*** Opening of Records provided ***

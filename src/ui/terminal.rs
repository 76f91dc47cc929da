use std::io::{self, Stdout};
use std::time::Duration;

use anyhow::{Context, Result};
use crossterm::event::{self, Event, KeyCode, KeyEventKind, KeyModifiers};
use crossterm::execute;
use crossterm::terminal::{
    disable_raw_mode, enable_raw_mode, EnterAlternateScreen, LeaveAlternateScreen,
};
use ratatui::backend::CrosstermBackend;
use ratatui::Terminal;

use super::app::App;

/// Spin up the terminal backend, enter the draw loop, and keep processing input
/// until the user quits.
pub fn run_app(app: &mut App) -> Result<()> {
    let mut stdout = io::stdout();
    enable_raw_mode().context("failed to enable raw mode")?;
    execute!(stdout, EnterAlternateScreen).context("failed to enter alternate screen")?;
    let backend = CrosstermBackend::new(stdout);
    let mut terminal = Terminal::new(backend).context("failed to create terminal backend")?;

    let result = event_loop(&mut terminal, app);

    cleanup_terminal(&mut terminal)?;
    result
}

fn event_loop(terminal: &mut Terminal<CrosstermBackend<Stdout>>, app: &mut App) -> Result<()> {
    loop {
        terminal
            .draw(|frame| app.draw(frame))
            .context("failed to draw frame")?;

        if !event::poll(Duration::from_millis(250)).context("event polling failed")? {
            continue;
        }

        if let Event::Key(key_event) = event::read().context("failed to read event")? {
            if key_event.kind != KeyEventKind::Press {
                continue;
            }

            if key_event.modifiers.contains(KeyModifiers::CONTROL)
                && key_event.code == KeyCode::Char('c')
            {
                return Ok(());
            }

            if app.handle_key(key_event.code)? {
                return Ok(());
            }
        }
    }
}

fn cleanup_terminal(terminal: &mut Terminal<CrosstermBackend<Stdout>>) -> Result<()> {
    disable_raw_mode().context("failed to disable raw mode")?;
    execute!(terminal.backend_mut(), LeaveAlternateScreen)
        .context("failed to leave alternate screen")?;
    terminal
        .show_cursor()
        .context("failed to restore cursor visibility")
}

*** Close of Records provided ***
*** Opening of Records provided ***

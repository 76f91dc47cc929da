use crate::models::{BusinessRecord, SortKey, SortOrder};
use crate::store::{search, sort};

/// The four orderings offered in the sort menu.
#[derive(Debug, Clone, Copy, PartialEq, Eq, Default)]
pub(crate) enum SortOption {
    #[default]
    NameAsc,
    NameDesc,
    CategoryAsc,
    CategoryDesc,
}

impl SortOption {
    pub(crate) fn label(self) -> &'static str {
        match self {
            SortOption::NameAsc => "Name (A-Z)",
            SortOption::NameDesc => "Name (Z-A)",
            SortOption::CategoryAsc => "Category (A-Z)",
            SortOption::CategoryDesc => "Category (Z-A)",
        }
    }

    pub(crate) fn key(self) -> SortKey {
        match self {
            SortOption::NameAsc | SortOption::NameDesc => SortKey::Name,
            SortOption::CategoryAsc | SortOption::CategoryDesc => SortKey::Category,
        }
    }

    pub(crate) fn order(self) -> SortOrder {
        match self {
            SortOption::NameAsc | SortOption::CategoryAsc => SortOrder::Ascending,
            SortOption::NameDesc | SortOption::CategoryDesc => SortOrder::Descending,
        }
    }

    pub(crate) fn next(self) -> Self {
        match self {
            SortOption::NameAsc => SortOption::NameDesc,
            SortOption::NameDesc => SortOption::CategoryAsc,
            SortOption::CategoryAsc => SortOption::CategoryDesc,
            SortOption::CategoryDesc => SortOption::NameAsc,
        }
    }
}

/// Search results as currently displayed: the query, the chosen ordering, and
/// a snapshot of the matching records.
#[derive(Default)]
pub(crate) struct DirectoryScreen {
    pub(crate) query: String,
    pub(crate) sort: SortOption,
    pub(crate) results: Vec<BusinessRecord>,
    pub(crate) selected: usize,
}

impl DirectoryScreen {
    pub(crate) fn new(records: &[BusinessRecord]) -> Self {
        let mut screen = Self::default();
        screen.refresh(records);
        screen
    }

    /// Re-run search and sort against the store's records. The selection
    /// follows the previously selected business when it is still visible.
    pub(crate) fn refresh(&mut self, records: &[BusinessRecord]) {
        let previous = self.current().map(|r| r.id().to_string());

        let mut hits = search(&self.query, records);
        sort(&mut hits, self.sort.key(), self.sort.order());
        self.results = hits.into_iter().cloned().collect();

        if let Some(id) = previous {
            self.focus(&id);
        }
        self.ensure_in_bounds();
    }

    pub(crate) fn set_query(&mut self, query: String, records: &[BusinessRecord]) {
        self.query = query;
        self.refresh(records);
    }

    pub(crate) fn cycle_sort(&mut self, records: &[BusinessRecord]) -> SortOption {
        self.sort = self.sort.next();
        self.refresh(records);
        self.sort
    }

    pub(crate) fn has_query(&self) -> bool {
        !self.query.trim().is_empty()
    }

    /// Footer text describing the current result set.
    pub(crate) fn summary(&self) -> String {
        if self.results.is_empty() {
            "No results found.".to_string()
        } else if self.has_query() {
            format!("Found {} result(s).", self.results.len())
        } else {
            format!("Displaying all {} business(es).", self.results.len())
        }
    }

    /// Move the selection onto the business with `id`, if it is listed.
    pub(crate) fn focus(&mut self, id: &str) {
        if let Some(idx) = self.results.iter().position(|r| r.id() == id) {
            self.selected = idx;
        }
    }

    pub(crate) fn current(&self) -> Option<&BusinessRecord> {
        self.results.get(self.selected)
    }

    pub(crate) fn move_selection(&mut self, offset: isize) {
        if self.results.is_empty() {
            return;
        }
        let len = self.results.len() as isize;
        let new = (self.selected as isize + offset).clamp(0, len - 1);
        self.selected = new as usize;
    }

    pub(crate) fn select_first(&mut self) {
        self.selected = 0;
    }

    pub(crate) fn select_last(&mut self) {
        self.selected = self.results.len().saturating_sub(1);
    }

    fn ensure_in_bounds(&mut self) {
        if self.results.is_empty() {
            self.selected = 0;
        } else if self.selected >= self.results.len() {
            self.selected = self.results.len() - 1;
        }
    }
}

*** Close of Records provided ***
*** Opening of Records provided ***

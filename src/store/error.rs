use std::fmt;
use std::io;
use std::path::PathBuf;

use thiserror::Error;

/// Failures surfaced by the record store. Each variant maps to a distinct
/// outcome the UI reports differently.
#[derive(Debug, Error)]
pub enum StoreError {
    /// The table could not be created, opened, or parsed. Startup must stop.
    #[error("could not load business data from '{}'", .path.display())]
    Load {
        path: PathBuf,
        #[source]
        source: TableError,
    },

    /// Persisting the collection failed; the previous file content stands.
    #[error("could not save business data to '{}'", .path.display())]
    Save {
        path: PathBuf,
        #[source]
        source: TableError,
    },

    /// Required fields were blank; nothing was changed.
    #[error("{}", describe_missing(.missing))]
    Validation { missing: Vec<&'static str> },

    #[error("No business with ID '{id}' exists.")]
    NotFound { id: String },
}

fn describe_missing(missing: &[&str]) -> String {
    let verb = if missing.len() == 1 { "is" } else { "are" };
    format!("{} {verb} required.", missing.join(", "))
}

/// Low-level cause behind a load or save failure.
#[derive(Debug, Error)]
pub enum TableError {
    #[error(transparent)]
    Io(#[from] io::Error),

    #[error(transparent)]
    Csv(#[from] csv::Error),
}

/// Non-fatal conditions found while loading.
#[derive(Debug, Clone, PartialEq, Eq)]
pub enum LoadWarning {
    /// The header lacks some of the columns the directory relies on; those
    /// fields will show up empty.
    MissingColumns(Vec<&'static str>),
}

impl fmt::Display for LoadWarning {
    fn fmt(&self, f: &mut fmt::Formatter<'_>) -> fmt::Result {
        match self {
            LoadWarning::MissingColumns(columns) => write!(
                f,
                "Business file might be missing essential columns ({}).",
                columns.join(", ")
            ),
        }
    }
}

*** Close of Records provided ***

_Assignment_
Find the string "PartialEq" in the entries above and return each line that holds it.

_Response for this exercise_
#[derive(Debug, Clone, Copy, PartialEq, Eq, Default)]
#[derive(Debug, Clone, PartialEq, Eq)]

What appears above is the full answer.